▶ **Required action**
Go through the data and retrieve each line that includes the string "after".

Collected data entries
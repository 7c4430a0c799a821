//! # Fortran namelist 补丁工具
//!
//! 按行处理 Xcompact3d 的 `.i3d` 输入文件，定位并改写单个字段，
//! 其余内容原样保留。不是通用的 namelist 解析器。
//!
//! ## 格式说明
//! ```text
//! ! comment
//! &InOutParam
//! irestart = 0               ! Read initial flow field ?
//! validation_restart = .true.
//! /End
//! ```
//!
//! - 组以 `&Name` 开始，以 `/`（常见写法 `/End`）或 `&end` 结束
//! - 结束符可以写在赋值的同一行（`ilist = 10 /`），组头行也可以带赋值
//! - 一行可以有多个赋值（`a = 1, b = .true.`），数组值内部的逗号属于值本身
//! - 组名和键名不区分大小写
//! - `!` 之后（引号外）为注释
//!
//! ## 依赖关系
//! - 被 `commands/submit.rs` 使用
//! - 使用 `regex` 识别键名，`tempfile` 原子替换文件

use crate::error::{XcsubError, Result};

use regex::Regex;
use std::fs;
use std::io::Write;
use std::ops::Range;
use std::path::Path;
use std::sync::OnceLock;
use tempfile::NamedTempFile;

/// 作业目录中的输入文件名
pub const INPUT_FILE_NAME: &str = "input.i3d";

const RESTART_GROUP: &str = "InOutParam";
const RESTART_KEY: &str = "validation_restart";

/// `=` 之前的键名（可带下标，如 `a(1)`）
fn key_pattern() -> &'static Regex {
    static PATTERN: OnceLock<Regex> = OnceLock::new();
    PATTERN.get_or_init(|| {
        Regex::new(r"([A-Za-z][A-Za-z0-9_%]*)\s*(?:\([^()]*\))?\s*$").expect("valid regex")
    })
}

/// namelist 组在文档中的位置
#[derive(Debug, Clone)]
struct Group {
    name: String,
    /// `&Name` 所在行
    start: usize,
    /// 结束符所在行
    end: usize,
    /// 结束符在该行中的字节偏移
    end_col: usize,
}

/// 一个 `key = value` 赋值
#[derive(Debug, Clone)]
struct Assignment {
    /// 所属组在 `groups` 中的下标
    group: usize,
    line: usize,
    key: String,
    /// 值在该行中的字节范围（不含分隔逗号和空白）
    value: Range<usize>,
}

/// 单行扫描结果
#[derive(Debug, Default)]
struct LineScan {
    group_start: Option<String>,
    end: Option<usize>,
    assignments: Vec<(String, Range<usize>)>,
}

/// 按行保存的 namelist 文档
#[derive(Debug, Clone)]
pub struct NamelistDocument {
    source: String,
    lines: Vec<String>,
    groups: Vec<Group>,
    assignments: Vec<Assignment>,
}

impl NamelistDocument {
    /// 解析 namelist 文件
    pub fn from_file(path: &Path) -> Result<Self> {
        if !path.is_file() {
            return Err(XcsubError::FileNotFound {
                path: path.display().to_string(),
            });
        }
        let content = fs::read_to_string(path).map_err(|e| XcsubError::FileReadError {
            path: path.display().to_string(),
            source: e,
        })?;
        Self::parse(&content, &path.display().to_string())
    }

    /// 从字符串内容解析
    pub fn parse(content: &str, source: &str) -> Result<Self> {
        let lines: Vec<String> = content.lines().map(str::to_string).collect();
        let mut groups = Vec::new();
        let mut assignments = Vec::new();
        let mut open: Option<(String, usize)> = None;

        let parse_error = |line_no: usize, reason: &str| XcsubError::ParseError {
            path: source.to_string(),
            reason: format!("line {}: {}", line_no + 1, reason),
        };

        for (i, line) in lines.iter().enumerate() {
            let scan = scan_line(line);

            if let Some(name) = scan.group_start {
                if name.is_empty() {
                    return Err(parse_error(i, "missing group name"));
                }
                if let Some((outer, _)) = &open {
                    return Err(parse_error(
                        i,
                        &format!("group '&{}' opened inside '&{}'", name, outer),
                    ));
                }
                open = Some((name, i));
            }

            // 组外的文本按注释处理
            if open.is_some() {
                assignments.extend(scan.assignments.into_iter().map(|(key, value)| {
                    Assignment {
                        group: groups.len(),
                        line: i,
                        key,
                        value,
                    }
                }));
            }

            if let Some(end_col) = scan.end {
                let (name, start) = open
                    .take()
                    .ok_or_else(|| parse_error(i, "group terminator outside of a group"))?;
                groups.push(Group {
                    name,
                    start,
                    end: i,
                    end_col,
                });
            }
        }

        if let Some((name, start)) = open {
            return Err(parse_error(start, &format!("group '&{}' is never closed", name)));
        }

        Ok(Self {
            source: source.to_string(),
            lines,
            groups,
            assignments,
        })
    }

    /// 读取字段的原始值（多次赋值时取最后一次）
    pub fn get(&self, group: &str, key: &str) -> Option<String> {
        let idx = self.group_index(group)?;
        let a = self.matching(idx, key).last()?;
        Some(self.lines[a.line][a.value.clone()].to_string())
    }

    /// 读取逻辑型字段
    pub fn get_logical(&self, group: &str, key: &str) -> Option<bool> {
        self.get(group, key).as_deref().and_then(parse_logical)
    }

    /// 设置字段值
    ///
    /// 已有赋值只替换值本身，同一行的其他赋值、缩进和行尾注释不变；
    /// 缺失时插入到组结束符之前。
    pub fn set(&mut self, group: &str, key: &str, value: &str) -> Result<()> {
        let idx = self
            .group_index(group)
            .ok_or_else(|| XcsubError::MissingGroup {
                group: group.to_string(),
                path: self.source.clone(),
            })?;

        let mut hits: Vec<(usize, Range<usize>)> = self
            .matching(idx, key)
            .map(|a| (a.line, a.value.clone()))
            .collect();

        if hits.is_empty() {
            let (end, end_col) = (self.groups[idx].end, self.groups[idx].end_col);
            let (before, after) = self.lines[end].split_at(end_col);
            if before.trim().is_empty() {
                self.lines.insert(end, format!("{} = {}", key, value));
            } else {
                // 结束符与赋值同行，新赋值放在结束符前
                let merged = format!("{} {} = {} {}", before.trim_end(), key, value, after);
                self.lines[end] = merged;
            }
        } else {
            // 从后往前替换，同一行中靠前的范围不受影响
            hits.sort_by_key(|(line, range)| (*line, range.start));
            for (line, range) in hits.into_iter().rev() {
                self.lines[line].replace_range(range, value);
            }
        }

        *self = Self::parse(&self.render(), &self.source)?;
        Ok(())
    }

    /// 设置逻辑型字段
    pub fn set_logical(&mut self, group: &str, key: &str, value: bool) -> Result<()> {
        self.set(group, key, logical_literal(value))
    }

    /// 输出为文本
    pub fn render(&self) -> String {
        let mut out = self.lines.join("\n");
        out.push('\n');
        out
    }

    fn group_index(&self, name: &str) -> Option<usize> {
        self.groups.iter().position(|g| g.name.eq_ignore_ascii_case(name))
    }

    fn matching<'a>(&'a self, group: usize, key: &'a str) -> impl Iterator<Item = &'a Assignment> {
        self.assignments
            .iter()
            .filter(move |a| a.group == group && a.key.eq_ignore_ascii_case(key))
    }
}

/// 扫描一行：组开始、赋值和结束符
///
/// 只看引号外、括号外的字符。结束符之后的内容忽略。
fn scan_line(line: &str) -> LineScan {
    let (code, _) = split_comment(line);
    let mut scan = LineScan::default();
    let mut body_start = 0;
    let mut body_end = code.len();
    let mut equals = Vec::new();
    let mut quote: Option<char> = None;
    let mut depth = 0usize;

    for (i, c) in code.char_indices() {
        match (quote, c) {
            (Some(q), _) if c == q => quote = None,
            (Some(_), _) => {}
            (None, '\'' | '"') => quote = Some(c),
            (None, '(') => depth += 1,
            (None, ')') => depth = depth.saturating_sub(1),
            (None, '=') if depth == 0 => equals.push(i),
            (None, '/') if depth == 0 => {
                body_end = i;
                scan.end = Some(i);
                break;
            }
            (None, '&' | '$') if depth == 0 => {
                let name: String = code[i + 1..]
                    .chars()
                    .take_while(|c| c.is_ascii_alphanumeric() || *c == '_')
                    .collect();
                if name.eq_ignore_ascii_case("end") {
                    body_end = i;
                    scan.end = Some(i);
                    break;
                }
                if scan.group_start.is_none() && code[..i].trim().is_empty() {
                    body_start = i + 1 + name.len();
                    scan.group_start = Some(name);
                }
            }
            _ => {}
        }
    }

    // 每个 `=` 前面是键名；值一直延伸到下一个键名之前
    let mut keys: Vec<(usize, String, usize)> = Vec::new();
    let mut lo = body_start;
    for eq in equals.into_iter().filter(|&eq| eq >= body_start) {
        if let Some(m) = key_pattern().captures(&code[lo..eq]).and_then(|c| c.get(1)) {
            keys.push((lo + m.start(), m.as_str().to_string(), eq));
        }
        lo = eq + 1;
    }

    for (k, (_, key, eq)) in keys.iter().enumerate() {
        let stop = keys.get(k + 1).map_or(body_end, |next| next.0);
        let raw = &code[eq + 1..stop];
        let lead = raw.len() - raw.trim_start().len();
        let value = raw
            .trim_start()
            .trim_end_matches(|c: char| c.is_whitespace() || c == ',');
        let from = eq + 1 + lead;
        scan.assignments.push((key.clone(), from..from + value.len()));
    }

    scan
}

/// 拆分代码和注释（引号内的 `!` 不算注释）
fn split_comment(line: &str) -> (&str, &str) {
    let mut quote: Option<char> = None;
    for (i, c) in line.char_indices() {
        match (quote, c) {
            (None, '\'' | '"') => quote = Some(c),
            (Some(q), _) if c == q => quote = None,
            (None, '!') => return (&line[..i], &line[i..]),
            _ => {}
        }
    }
    (line, "")
}

/// Fortran 逻辑值字面量
pub fn logical_literal(value: bool) -> &'static str {
    if value {
        ".true."
    } else {
        ".false."
    }
}

/// 解析 Fortran 逻辑值 (`.true.`, `.F.`, `T`, `false` ...)
pub fn parse_logical(text: &str) -> Option<bool> {
    let text = text.trim().trim_end_matches(',').trim_start_matches('.');
    match text.chars().next()?.to_ascii_lowercase() {
        't' => Some(true),
        'f' => Some(false),
        _ => None,
    }
}

/// 规范化行结构：去掉每行首尾空白，删除空行，文件末尾恰好一个换行
pub fn normalize_lines(text: &str) -> String {
    let mut out = text
        .lines()
        .map(str::trim)
        .filter(|l| !l.is_empty())
        .collect::<Vec<_>>()
        .join("\n");
    out.push('\n');
    out
}

/// 通过同目录临时文件原子替换目标文件
///
/// 任一步骤失败时临时文件随句柄释放被删除，原文件保持不变。
fn write_atomically(path: &Path, text: &str) -> Result<()> {
    let write_err = |e: std::io::Error| XcsubError::FileWriteError {
        path: path.display().to_string(),
        source: e,
    };

    let dir = path
        .parent()
        .filter(|p| !p.as_os_str().is_empty())
        .unwrap_or_else(|| Path::new("."));

    let mut tmp = NamedTempFile::new_in(dir).map_err(write_err)?;
    tmp.write_all(text.as_bytes()).map_err(write_err)?;
    tmp.as_file().sync_all().map_err(write_err)?;

    if let Ok(meta) = fs::metadata(path) {
        fs::set_permissions(tmp.path(), meta.permissions()).map_err(write_err)?;
    }

    tmp.persist(path).map_err(|e| write_err(e.error))?;
    Ok(())
}

/// 将文件中某个逻辑型字段强制设为给定值
pub fn patch_logical(path: &Path, group: &str, key: &str, value: bool) -> Result<()> {
    let mut doc = NamelistDocument::from_file(path)?;
    doc.set_logical(group, key, value)?;
    write_atomically(path, &normalize_lines(&doc.render()))?;

    let written = NamelistDocument::from_file(path)?;
    if written.get_logical(group, key) != Some(value) {
        return Err(XcsubError::PatchNotApplied {
            group: group.to_string(),
            key: key.to_string(),
            path: path.display().to_string(),
        });
    }
    Ok(())
}

/// 关闭作业目录中 `input.i3d` 的 `validation_restart`
///
/// Xcompact3d 用目录大小粗略校验重启检查点，这在 scratch/ADIOS 存储上不成立，
/// 因此每次提交都无条件关闭。
pub fn disable_validation_restart(run_dir: &Path) -> Result<()> {
    let path = run_dir.join(INPUT_FILE_NAME);
    patch_logical(&path, RESTART_GROUP, RESTART_KEY, false)
}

▶ **Result of the exercise**
            let (before, after) = self.lines[end].split_at(end_col);
                let merged = format!("{} {} = {} {}", before.trim_end(), key, value, after);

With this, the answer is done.